Deorro brought plenty of energy and Latin flair to San Jose for the penultimate show on his 60-date world tour, the Tour De Orro.
After more than a decade of steady growth in the music scene, Deorro once again stunned fans with the release of his sophomore album, ORRO. Although this is his second full-length album, ORRO is undoubtedly the body of work that defines who he is and what he has been trying to represent ever since he started his career in music. The album is filled with stellar collaborations as fans saw Deorro work with some of the greatest artists in Latin music, such as Los Tucanes De Tijuana, Fulanito, and Elvis Crespo, who joined him for their third record together.
ORRO effectively combined the worlds of dance and Latin music into one cohesive body of art and arrived amid his 60-date world tour, the Tour De Orro. This saw Deorro take his album all over the globe to Spain, Canada, South Korea, and the United States. Just a little over a week ago, the tour ended with a weekend of sold-out shows in San Jose and San Diego. Luckily, we could catch the show in San Jose, which was nothing short of grand.
The show itself made for a great time, but the venue only took away from a good fan experience.
My group and I arrived at the venue right when the doors opened. Walking inside was no problem as they made entry and security check-in a quick process. As soon as I walked in, the vibe was wonderful. Everybody was proudly repping their merch and being friendly to each other – the happiness was genuinely infectious. What made this feel extra special was that in every direction I looked, I saw people that looked like me, and it felt like a very safe space.
The venue took away from my experience when I found out that there were only two lines in the entire venue that included full bars, and getting to the front of the line took a little over an hour. I decided to enjoy the show as I missed a big portion of REDTAPE’s opening set, which was a bummer due to the interesting venue choices.
REDTAPE and Ookay set the tone for the night with two performances that highlighted the unique vibe they each bring to the table.
Even though I missed most of REDTAPE’s opening set, I could still catch some of it. I’ve seen him a few times, and he always puts on a good show regardless of being a headliner or support. REDTAPE brought chill energy to the show with lots of house music as people shuffled in. Near the end of his set, he picked up the energy with house tunes that had a “mainstage” feel, preparing fans for the next artist to come.
Ookay delivered a set that raised the energy and cranked up the tempo. To my surprise, he played a lot of four-on-the-floor records in tempos similar to hard dance music but would usually switch back into half-time in the second half of drops. Ookay also threw in some well-known sing-along songs that made for some fun crowd moments to get everybody hyped and the dancefloor moving.

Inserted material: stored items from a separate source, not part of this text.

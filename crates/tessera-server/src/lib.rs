pub mod config;
pub mod observability;
pub mod server;

pub use config::AppConfig;
pub use observability::init_tracing;
pub use server::{ServerBuilder, TesseraServer, build_app};
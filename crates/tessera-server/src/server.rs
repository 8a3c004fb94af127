use std::future::Future;
use std::net::SocketAddr;
use std::sync::Arc;
use std::time::Duration;

use anyhow::Context;
use axum::Router;
use tessera_auth::session::SessionManager;
use tessera_auth::storage::RefreshTokenStorage;
use tessera_auth::{
    AuthorizationFlow, Connector, ConnectorRegistry, IdpState, KeyManager, RotatingKeyManager,
    TokenExchange,
};
use tessera_db_memory::MemoryStores;
use time::OffsetDateTime;
use tokio::task::JoinHandle;
use tower_http::{compression::CompressionLayer, cors::CorsLayer, trace::TraceLayer};

use crate::config::AppConfig;

/// How often the signing key's remaining lifetime is checked.
const KEY_CHECK_INTERVAL: Duration = Duration::from_secs(60);

pub struct TesseraServer {
    addr: SocketAddr,
    app: Router,
    maintenance: Maintenance,
}

/// Wraps the identity provider routes in the HTTP middleware stack.
pub fn build_app(cfg: &AppConfig, idp: IdpState) -> Router {
    let body_limit = cfg.server.body_limit_bytes;
    tessera_auth::router(idp)
        .layer(CorsLayer::permissive())
        .layer(CompressionLayer::new())
        .layer(
            TraceLayer::new_for_http()
                .make_span_with(|req: &axum::http::Request<_>| {
                    use tracing::field::Empty;
                    tracing::info_span!(
                        "http.request",
                        http.method = %req.method(),
                        http.target = %req.uri().path(),
                        http.status_code = Empty,
                    )
                })
                .on_response(
                    |res: &axum::http::Response<_>, latency: Duration, span: &tracing::Span| {
                        span.record(
                            "http.status_code",
                            tracing::field::display(res.status().as_u16()),
                        );
                        tracing::info!(
                            http.status = %res.status().as_u16(),
                            elapsed_ms = %latency.as_millis(),
                            "request handled"
                        );
                    },
                ),
        )
        .layer(axum::extract::DefaultBodyLimit::max(body_limit))
}

pub struct ServerBuilder {
    config: AppConfig,
    connectors: Vec<Arc<dyn Connector>>,
}

impl Default for ServerBuilder {
    fn default() -> Self {
        Self::new()
    }
}

impl ServerBuilder {
    pub fn new() -> Self {
        Self {
            config: AppConfig::default(),
            connectors: Vec::new(),
        }
    }

    pub fn with_config(mut self, cfg: AppConfig) -> Self {
        self.config = cfg;
        self
    }

    pub fn with_connector(mut self, connector: Arc<dyn Connector>) -> Self {
        self.connectors.push(connector);
        self
    }

    /// Wires stores, connectors, keys and the router together.
    pub async fn build(self) -> anyhow::Result<TesseraServer> {
        let cfg = self.config;
        cfg.validate().map_err(anyhow::Error::msg)?;
        let auth = &cfg.auth;
        let issuer = auth.issuer_url()?;
        let issuer_str = auth.issuer.trim_end_matches('/').to_string();

        let stores = MemoryStores::new();
        let seeded = stores.clients.seed(cfg.clients.iter().cloned())?;
        tracing::info!(clients = seeded, "clients loaded");

        let mut registry = ConnectorRegistry::new(auth.local_connector_id.clone());
        for connector in self.connectors {
            registry.register(connector)?;
        }
        if registry.is_empty() {
            tracing::warn!("no connectors registered; every authorization request will fail");
        }
        let failures = registry.sync_all().await;
        if failures > 0 {
            tracing::warn!(failures, "some connectors failed their initial sync");
        }
        let registry = Arc::new(registry);

        let rotation_interval = auth.keys.rotation_interval;
        let expiry_grace = auth.keys.expiry_grace;
        let keys = tokio::task::spawn_blocking(move || {
            RotatingKeyManager::generate(rotation_interval, expiry_grace)
        })
        .await
        .context("key generation task failed")??;
        let keys = Arc::new(keys);
        tracing::info!(kid = %keys.key_set().active.kid, "signing key generated");

        let sessions = Arc::new(SessionManager::new(
            stores.sessions.clone(),
            stores.session_keys.clone(),
            auth.session.session_lifetime,
            auth.session.session_key_lifetime,
        ));

        let flow = Arc::new(AuthorizationFlow::new(
            stores.clients.clone(),
            stores.users.clone(),
            Arc::clone(&sessions),
            Arc::clone(&registry),
            issuer.clone(),
        ));
        let exchange = Arc::new(TokenExchange::new(
            stores.clients.clone(),
            stores.users.clone(),
            Arc::clone(&sessions),
            stores.refresh_tokens.clone(),
            keys.clone(),
            issuer_str,
            auth.oauth.clone(),
        ));

        let idp = IdpState {
            flow,
            exchange,
            keys: keys.clone(),
            connectors: registry,
            issuer,
        };
        let app = build_app(&cfg, idp);

        Ok(TesseraServer {
            addr: cfg.addr(),
            app,
            maintenance: Maintenance {
                sessions,
                refresh_tokens: stores.refresh_tokens.clone(),
                keys,
                purge_interval: auth.session.purge_interval,
            },
        })
    }
}

impl TesseraServer {
    pub fn addr(&self) -> SocketAddr {
        self.addr
    }

    /// The assembled router, without background tasks.
    pub fn router(&self) -> Router {
        self.app.clone()
    }

    pub async fn run(self) -> anyhow::Result<()> {
        let listener = tokio::net::TcpListener::bind(self.addr).await?;
        tracing::info!("listening on {}", self.addr);
        self.serve(listener, shutdown_signal()).await
    }

    /// Serves on `listener` until `shutdown` resolves, running the purge and
    /// key rotation tasks meanwhile.
    pub async fn serve(
        self,
        listener: tokio::net::TcpListener,
        shutdown: impl Future<Output = ()> + Send + 'static,
    ) -> anyhow::Result<()> {
        let tasks = self.maintenance.spawn();
        let result = axum::serve(listener, self.app)
            .with_graceful_shutdown(shutdown)
            .await;
        for task in tasks {
            task.abort();
        }
        result?;
        Ok(())
    }
}

struct Maintenance {
    sessions: Arc<SessionManager>,
    refresh_tokens: Arc<dyn RefreshTokenStorage>,
    keys: Arc<RotatingKeyManager>,
    purge_interval: Duration,
}

impl Maintenance {
    fn spawn(self) -> Vec<JoinHandle<()>> {
        let purge = tokio::spawn(purge_loop(
            self.sessions,
            self.refresh_tokens,
            self.purge_interval,
        ));
        let rotate = tokio::spawn(rotation_loop(self.keys));
        vec![purge, rotate]
    }
}

async fn purge_loop(
    sessions: Arc<SessionManager>,
    refresh_tokens: Arc<dyn RefreshTokenStorage>,
    period: Duration,
) {
    let mut interval = tokio::time::interval(period);
    loop {
        interval.tick().await;
        match sessions.purge().await {
            Ok((sessions, keys)) if sessions + keys > 0 => {
                tracing::debug!(sessions, keys, "purged expired sessions");
            }
            Ok(_) => {}
            Err(e) => tracing::warn!(error = %e, "session purge failed"),
        }
        match refresh_tokens.cleanup_expired().await {
            Ok(0) => {}
            Ok(n) => tracing::debug!(refresh_tokens = n, "purged expired refresh tokens"),
            Err(e) => tracing::warn!(error = %e, "refresh token purge failed"),
        }
    }
}

async fn rotation_loop(keys: Arc<RotatingKeyManager>) {
    let mut interval = tokio::time::interval(KEY_CHECK_INTERVAL);
    loop {
        interval.tick().await;
        let manager = Arc::clone(&keys);
        let rotated = tokio::task::spawn_blocking(move || {
            manager.rotate_if_due(OffsetDateTime::now_utc())
        })
        .await;
        match rotated {
            Ok(Ok(_)) => {}
            Ok(Err(e)) => tracing::error!(error = %e, "signing key rotation failed"),
            Err(e) => tracing::error!(error = %e, "signing key rotation task panicked"),
        }
    }
}

async fn shutdown_signal() {
    let _ = tokio::signal::ctrl_c().await;
    tracing::info!("shutdown signal received");
}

Deorro came on afterward and delivered an epic set that paid respect to his roots and showcased his newest direction.
Deorro has always known how to deliver a great set that mixes his hottest records, newest tunes, and party-starters. This night in San Jose was no different for him, and he played a set that catered to everybody, whether they were new or old fans or just someone that happened to stumble upon a fun party. There were many highlights during but being a much older fan of Deorro, I loved hearing “Yee” on pounding speakers that echoed throughout the venue and let me feel the kicks in my chest.
Throughout the rest of his set, he took fans on a journey through his discography with tunes such as “Bailar,” “La Cita,” and “Five More Hours.” He played a lengthy set, so every once in a while, he would throw in songs to reel the crowd back in, like “Oye Mi Amor” by Maná, “El Rey” by Vicente Fernandez, and “El Apagón” by Bad Bunny. All of these songs are known in virtually every Latino household so they created the vibe of a family house party as opposed to a big venue show, creating unforgettable moments.
Deorro ended his set with one of his breakout records, “Perdóname.”
I had been waiting for this song all night, and it was a bittersweet moment when he finally played it. I knew the show was ending, but I also felt overwhelmed with joy getting to hear one of my favorite records live among a huge crowd who knew every word.
Looking back, I wish Deorro could’ve changed the “impromptu” back-to-back with REDTAPE and Ookay that happened in the middle of his set. I imagined that Deorro could have brought a special guest to end his tour with a bang when he asked fans if they were ready for a “special” back-to-back. However, my excitement died down when REDTAPE and Ookay came out to play with Deorro for what felt like 30 to 40 minutes with a few repeated songs that had been played throughout the night.
As a fan, I always feel proud to see artists that I believed in for so long get to share their vision on a big platform. When I knew I would get to see Deorro play a sold-out show in a big city, I was very excited to see him. Of course, I understand that Deorro is essentially “paying it back” and giving the artists supporting him on tour a bigger platform to play on, so kudos to him. All in all, Deorro’s Tour De Orro still made for a magnificent night out, and I left the venue with a smile on my face.